Saved data entries
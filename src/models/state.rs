// file: src/models/state.rs
// description: per-run pipeline state and the run status machine
// reference: internal data structures

use crate::models::payload::ExtractedPayload;
use crate::models::stage::Stage;
use serde_json::Value;
use std::collections::BTreeMap;

/// State accumulated across one generation run: the most recent payload per
/// stage plus run metadata. Owned exclusively by the orchestrator, mutated
/// once per stage in strict sequence, discarded when the run ends.
///
/// Every accessor degrades to a default when a stage or field is absent;
/// downstream stages must never crash on missing upstream data.
#[derive(Debug, Clone, Default)]
pub struct PipelineState {
    payloads: BTreeMap<Stage, ExtractedPayload>,
    pub concept: String,
    pub iteration: u32,
    pub approved: bool,
}

impl PipelineState {
    pub fn new(concept: impl Into<String>) -> Self {
        Self {
            concept: concept.into(),
            ..Self::default()
        }
    }

    pub fn record(&mut self, stage: Stage, payload: ExtractedPayload) {
        self.payloads.insert(stage, payload);
    }

    pub fn payload(&self, stage: Stage) -> Option<&ExtractedPayload> {
        self.payloads.get(&stage)
    }

    pub fn has_payload(&self, stage: Stage) -> bool {
        self.payloads.contains_key(&stage)
    }

    /// Planner blueprint as pretty JSON, `{}` when planning produced
    /// nothing structured.
    pub fn blueprint_json(&self) -> String {
        self.payload(Stage::Planner)
            .and_then(ExtractedPayload::as_structured)
            .map(|map| {
                serde_json::to_string_pretty(&Value::Object(map.clone()))
                    .unwrap_or_else(|_| "{}".to_string())
            })
            .unwrap_or_else(|| "{}".to_string())
    }

    /// The most recent HTML document, preferring later stages. A stage that
    /// answered with a JSON wrapper contributes its `index.html` field; a
    /// wrapper without that field falls through to the previous stage.
    pub fn html(&self) -> Option<&str> {
        for stage in [Stage::IncorporateFeedback, Stage::Bugfix, Stage::Creator] {
            if let Some(payload) = self.payload(stage) {
                if let Some(document) = payload.as_document() {
                    return Some(document);
                }
                if let Some(html) = payload.str_field("index.html") {
                    return Some(html);
                }
            }
        }
        None
    }

    /// Student-interaction payload serialized for the feedback prompt.
    pub fn feedback_text(&self) -> String {
        self.payload(Stage::StudentInteraction)
            .map(|payload| {
                serde_json::to_string_pretty(&payload.to_value())
                    .unwrap_or_else(|_| payload.to_value().to_string())
            })
            .unwrap_or_else(|| "No student feedback was collected for this simulation.".to_string())
    }
}

/// Lifecycle of one run. Only spec loading can abort; every later failure
/// degrades into a completed-but-not-approved run.
#[derive(Debug, Clone, PartialEq)]
pub enum RunStatus {
    NotStarted,
    Running(Stage),
    Completed { approved: bool },
    Aborted(String),
}

impl std::fmt::Display for RunStatus {
    fn fmt(&self, f: &mut std::fmt::Formatter<'_>) -> std::fmt::Result {
        match self {
            RunStatus::NotStarted => write!(f, "not started"),
            RunStatus::Running(stage) => write!(f, "running ({})", stage),
            RunStatus::Completed { approved: true } => write!(f, "completed (approved)"),
            RunStatus::Completed { approved: false } => write!(f, "completed (not approved)"),
            RunStatus::Aborted(reason) => write!(f, "aborted: {}", reason),
        }
    }
}

#[cfg(test)]
mod tests {
    use super::*;
    use serde_json::{Map, json};

    fn structured(entries: &[(&str, Value)]) -> ExtractedPayload {
        let mut map = Map::new();
        for (key, value) in entries {
            map.insert(key.to_string(), value.clone());
        }
        ExtractedPayload::Structured(map)
    }

    #[test]
    fn test_html_prefers_latest_stage() {
        let mut state = PipelineState::new("Heat");
        state.record(Stage::Creator, ExtractedPayload::Document("<html>v1</html>".to_string()));
        assert_eq!(state.html(), Some("<html>v1</html>"));

        state.record(
            Stage::Bugfix,
            structured(&[("index.html", json!("<html>v2</html>"))]),
        );
        assert_eq!(state.html(), Some("<html>v2</html>"));
    }

    #[test]
    fn test_html_missing_field_falls_through() {
        let mut state = PipelineState::new("Heat");
        state.record(Stage::Creator, ExtractedPayload::Document("<html>v1</html>".to_string()));
        // wrapper without index.html must not shadow the creator output
        state.record(Stage::Bugfix, structured(&[("notes", json!("looks fine"))]));
        assert_eq!(state.html(), Some("<html>v1</html>"));
    }

    #[test]
    fn test_html_empty_state() {
        let state = PipelineState::new("Heat");
        assert_eq!(state.html(), None);
    }

    #[test]
    fn test_blueprint_json_defaults_to_empty_object() {
        let state = PipelineState::new("Heat");
        assert_eq!(state.blueprint_json(), "{}");

        let mut state = PipelineState::new("Heat");
        state.record(Stage::Planner, structured(&[("key_concepts", json!(["heat"]))]));
        assert!(state.blueprint_json().contains("key_concepts"));
    }

    #[test]
    fn test_feedback_text_defaults_when_absent() {
        let state = PipelineState::new("Heat");
        assert!(state.feedback_text().contains("No student feedback"));

        let mut state = PipelineState::new("Heat");
        state.record(
            Stage::StudentInteraction,
            structured(&[("questions", json!([{"question": "Why?"}]))]),
        );
        assert!(state.feedback_text().contains("Why?"));
    }

    #[test]
    fn test_run_status_display() {
        assert_eq!(
            RunStatus::Completed { approved: false }.to_string(),
            "completed (not approved)"
        );
        assert_eq!(RunStatus::Running(Stage::Bugfix).to_string(), "running (bugfix)");
    }
}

- EXERCISE REQUIREMENTS:
Set every line down again exactly. Begin with the first line of the entries and finish with the line containing "when planning produced".

- RESULT:
filename src/models/state.rs
// file: src/models/state.rs
// description: per-run pipeline state and the run status machine
// reference: internal data structures

use crate::models::payload::ExtractedPayload;
use crate::models::stage::Stage;
use serde_json::Value;
use std::collections::BTreeMap;

/// State accumulated across one generation run: the most recent payload per
/// stage plus run metadata. Owned exclusively by the orchestrator, mutated
/// once per stage in strict sequence, discarded when the run ends.
///
/// Every accessor degrades to a default when a stage or field is absent;
/// downstream stages must never crash on missing upstream data.
#[derive(Debug, Clone, Default)]
pub struct PipelineState {
    payloads: BTreeMap<Stage, ExtractedPayload>,
    pub concept: String,
    pub iteration: u32,
    pub approved: bool,
}

impl PipelineState {
    pub fn new(concept: impl Into<String>) -> Self {
        Self {
            concept: concept.into(),
            ..Self::default()
        }
    }

    pub fn record(&mut self, stage: Stage, payload: ExtractedPayload) {
        self.payloads.insert(stage, payload);
    }

    pub fn payload(&self, stage: Stage) -> Option<&ExtractedPayload> {
        self.payloads.get(&stage)
    }

    pub fn has_payload(&self, stage: Stage) -> bool {
        self.payloads.contains_key(&stage)
    }

    /// Planner blueprint as pretty JSON, `{}` when planning produced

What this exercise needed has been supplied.